Idiosyncratic Perception: A Link Between Acuity, Perceived Position, and Apparent Size

Zixuan Wang; Yuki Murai; David Whitney

doi:10.1101/2020.06.09.143081

Abstract

Perceiving the positions of objects is a prerequisite for most other visual and visuomotor functions, but human perception of object position varies from one individual to the next. The source of these individual differences in perceived position and their perceptual consequences are unknown. Here, we tested whether idiosyncratic biases in the underlying representation of visual space propagate across different levels of visual processing. In Experiment 1, using a position matching task, we found stable, observer-specific compressions and expansions within local regions throughout the visual field. We then measured Vernier acuity (Experiment 2) and perceived size of objects (Experiment 3) across the visual field and found that individualized spatial distortions were closely associated with variations in both visual acuity and apparent object size. Our results reveal idiosyncratic biases in perceived position and size, originating from a heterogeneous spatial resolution that carries across the visual hierarchy.

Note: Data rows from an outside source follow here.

//! Request and error-payload types for the engine API.

use rust_decimal::Decimal;
use serde::{Deserialize, Serialize};

use crate::models::StrategyId;

/// Body of `POST /init`.
#[derive(Debug, Clone, Serialize)]
pub struct InitGameRequest {
    pub initial_bankroll: Decimal,
    pub strategy: StrategyId,
}

/// Body of `POST /bet` and `POST /portfolio/add`.
#[derive(Debug, Clone, Serialize)]
pub struct BetRequest {
    pub bet_sum: u8,
    pub amount: Decimal,
}

/// Rejection payload the engine attaches to 4xx responses.
#[derive(Debug, Clone, Deserialize)]
pub struct DetailResponse {
    pub detail: String,
}
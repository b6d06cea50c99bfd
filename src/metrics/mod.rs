//! Performance analytics derived from raw engine history.

mod aggregator;

pub use aggregator::{AnalyticsAggregator, AnalyticsReport, SumRecord};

Idiosyncratic Perception: A Link Between Acuity, Perceived Position and Apparent Size

Accurately registering the locations of objects is a critical visual function. Most other perceptual functions including pattern and object recognition, as well as visually guided behavior, hinge on first localizing object positions. Position perception is generally assumed to be dictated by retinotopic location, and that may explain a lot of the variance in perceived position. However, perceived position can be biased due to various external factors, such as overt attention [1], motion [2] and saccadic eye movements [3]. The impact of these factors can be significant, especially considering the spatial scale at which object recognition and visually guided action happen. A 0.5-degree shift in the location of a pedestrian or car crossing a freeway could result in a catastrophic collision. The scale at which perception and action needs to operate is often very fine, and many factors bias perceived position at a scale that is behaviorally relevant.

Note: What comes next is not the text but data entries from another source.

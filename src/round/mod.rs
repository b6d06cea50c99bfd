//! Round lifecycle: controller, pure state machine and advice cache.

mod advice_cache;
mod controller;
mod lifecycle;

pub use advice_cache::{AdviceCache, AdviceSnapshot};
pub use controller::{ControllerSnapshot, RoundController};
pub use lifecycle::{Phase, RevealSchedule, RevealTiming, RoundLifecycle};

In the absence of these external factors, perceived position is often assumed to be uniformly dictated by retinotopic position. However, a recent study challenges this belief and demonstrates that people mislocalize objects idiosyncratically and consistently even without apparent change in the environment [4]. The unique biases in object locations were shown to be stable across time when tested after weeks or months, indicating a stable perceptual fingerprint of object location.

Why do people perceive idiosyncratically biased object locations in different parts of the visual field and what are the perceptual consequences of it? Here, we test the possibility that variations in spatial resolution across the visual field might cause the spatial distortions in perceived position. Many researchers have shown that visual acuity varies across the visual field [5-7]. Because many models of localization depend implicitly or explicitly on the underlying resolution and homogeneity of spatial coding [1, 8-10], it is conceivable that the inhomogeneity in visual acuity could result in an inhomogeneous visual space representation, consisting of areas of contraction (sinks) and expansion (sources). Mislocalization would be one of the natural perceptual consequences of these inhomogeneities.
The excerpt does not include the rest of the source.